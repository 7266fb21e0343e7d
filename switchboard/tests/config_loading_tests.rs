/*
 * Copyright (c) 2024. Govcraft
 *
 * Licensed under either of
 *   * Apache License, Version 2.0 (the "License");
 *     you may not use this file except in compliance with the License.
 *     You may obtain a copy of the License at http://www.apache.org/licenses/LICENSE-2.0
 *   * MIT license: http://opensource.org/licenses/MIT
 *
 * Unless required by applicable law or agreed to in writing, software
 * distributed under the License is distributed on an "AS IS" BASIS,
 * WITHOUT WARRANTIES OR CONDITIONS OF ANY KIND, either express or implied.
 * See the applicable License for the specific language governing permissions and
 * limitations under that License.
 */
use std::fs;

use switchboard::prelude::*;
use switchboard_test::prelude::*;
use tempfile::TempDir;

#[switchboard_test]
fn explicit_file_overrides_defaults() -> anyhow::Result<()> {
    let temp_dir = TempDir::new()?;
    let path = temp_dir.path().join("config.toml");
    fs::write(
        &path,
        r#"
        [tracing]
        level = "debug"
        log_directory = "logs"

        [agents]
        router = "switch"

        [[routes]]
        key = "score"
        target = "decider"
        "#,
    )?;

    let config = SwitchboardConfig::load_from(&path)?;
    assert_eq!(config.tracing.level, "debug");
    assert_eq!(config.tracing.log_directory.as_deref(), Some("logs"));
    assert_eq!(config.tracing.log_file, "switchboard.log");
    assert_eq!(config.agents.router, "switch");
    assert_eq!(config.agents.echo, "echoer");
    assert_eq!(config.routes, vec![Route::new("score", "decider")]);

    let system = SwitchboardApp::launch(&config)?;
    assert_eq!(system.router.name(), "switch");
    assert_eq!(system.router.resolve("echo.x"), None);
    Ok(())
}

#[switchboard_test]
fn missing_file_is_a_read_error() -> anyhow::Result<()> {
    let temp_dir = TempDir::new()?;
    let err = SwitchboardConfig::load_from(temp_dir.path().join("absent.toml")).unwrap_err();
    assert!(matches!(err, ConfigError::Read { .. }));
    Ok(())
}

#[switchboard_test]
fn wrong_types_are_a_parse_error() -> anyhow::Result<()> {
    let temp_dir = TempDir::new()?;
    let path = temp_dir.path().join("config.toml");
    fs::write(&path, "[decision]\ndefault_threshold = \"high\"\n")?;

    let err = SwitchboardConfig::load_from(&path).unwrap_err();
    assert!(matches!(err, ConfigError::Parse { .. }));
    Ok(())
}

#[switchboard_test]
fn blank_agent_name_fails_launch() -> anyhow::Result<()> {
    let config = SwitchboardConfig::from_toml("[agents]\ndecision = \" \"\n")?;
    let err = SwitchboardApp::launch(&config).unwrap_err();
    assert_eq!(err, BusError::InvalidName(" ".to_string()));
    Ok(())
}

#[switchboard_test]
fn xdg_lookup_reports_how_configuration_was_obtained() -> anyhow::Result<()> {
    let temp_dir = TempDir::new()?;
    std::env::set_var("XDG_CONFIG_HOME", temp_dir.path());
    let config_dir = temp_dir.path().join("switchboard");
    fs::create_dir_all(&config_dir)?;
    let path = config_dir.join("config.toml");

    fs::write(&path, "[agents\n")?;
    let (config, origin) = SwitchboardConfig::load_xdg();
    assert_eq!(config, SwitchboardConfig::default());
    assert!(matches!(origin, Err(ConfigError::Parse { .. })));

    fs::write(&path, "[agents]\necho = \"parrot\"\n")?;
    let (config, origin) = SwitchboardConfig::load_xdg();
    assert_eq!(config.agents.echo, "parrot");
    assert_eq!(origin?, Some(path));
    Ok(())
}
/*
 * Copyright (c) 2024. Govcraft
 *
 * Licensed under either of
 *   * Apache License, Version 2.0 (the "License");
 *     you may not use this file except in compliance with the License.
 *     You may obtain a copy of the License at http://www.apache.org/licenses/LICENSE-2.0
 *   * MIT license: http://opensource.org/licenses/MIT
 *
 * Unless required by applicable law or agreed to in writing, software
 * distributed under the License is distributed on an "AS IS" BASIS,
 * WITHOUT WARRANTIES OR CONDITIONS OF ANY KIND, either express or implied.
 * See the applicable License for the specific language governing permissions and
 * limitations under that License.
 */

use crate::common::BusError;
use crate::message::{Message, Payload, Recipient};
use crate::traits::AgentIdentity;

/// The handler capability implemented by every agent.
///
/// Only [`handle`](Self::handle) is usually overridden. The bus calls
/// [`receive`](Self::receive), which records the message in the agent's inbox and
/// then runs `handle`. Reactions emit messages through [`send`](Self::send), which
/// delivers synchronously: by the time `send` returns, everything it triggered has
/// been delivered too.
///
/// # Example
///
/// ```rust
/// use std::sync::Arc;
///
/// use switchboard::prelude::*;
///
/// #[switchboard_agent]
/// struct Shouter {
///     core: AgentCore,
/// }
///
/// impl Agent for Shouter {
///     fn handle(&self, message: &Message) -> Result<(), BusError> {
///         if message.topic() == "say" {
///             self.send(Recipient::Broadcast, "say.loud", message.payload().clone())?;
///         }
///         Ok(())
///     }
/// }
///
/// # fn main() -> Result<(), BusError> {
/// let bus = MessageBus::new();
/// bus.register(Arc::new(Shouter { core: AgentCore::new("shouter")? }))?;
/// bus.send(Message::new("tester", "shouter", "say", Payload::new()));
/// assert_eq!(bus.history_len(), 2);
/// # Ok(())
/// # }
/// ```
pub trait Agent: AgentIdentity + Send + Sync + 'static {
    /// The agent's display name, used in logs.
    ///
    /// Defaults to the core's name. The bus registers, addresses and stamps
    /// senders by [`AgentCore::name`](crate::prelude::AgentCore::name) regardless
    /// of any override.
    fn name(&self) -> &str {
        self.core().name()
    }

    /// Entry point used by the bus: records `message` in the inbox, then reacts.
    ///
    /// # Errors
    ///
    /// Propagates any error returned by [`handle`](Self::handle).
    fn receive(&self, message: &Message) -> Result<(), BusError> {
        self.core().record(message);
        self.handle(message)
    }

    /// The agent's reaction logic. Does nothing by default.
    ///
    /// # Errors
    ///
    /// Implementations typically propagate [`send`](Self::send) failures.
    fn handle(&self, _message: &Message) -> Result<(), BusError> {
        Ok(())
    }

    /// One-time setup hook, called by the orchestration right after registration.
    ///
    /// The bus never calls this itself.
    ///
    /// # Errors
    ///
    /// Implementations may fail setup; the default never does.
    fn on_start(&self) -> Result<(), BusError> {
        Ok(())
    }

    /// Sends a new message from this agent.
    ///
    /// # Errors
    ///
    /// [`BusError::NotRegistered`] before registration, [`BusError::BusDropped`] if
    /// the bus is gone.
    fn send(&self, recipient: Recipient, topic: &str, payload: Payload) -> Result<(), BusError> {
        self.core().send(recipient, topic, payload)
    }

    /// Snapshot of everything this agent has received, in receipt order.
    fn inbox(&self) -> Vec<Message> {
        self.core().inbox()
    }
}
----------------------------------------
## What you should do
Lines with the word "decider" in them: report all of these from the listing above.

## Finished task
        target = "decider"
    assert_eq!(config.routes, vec![Route::new("score", "decider")]);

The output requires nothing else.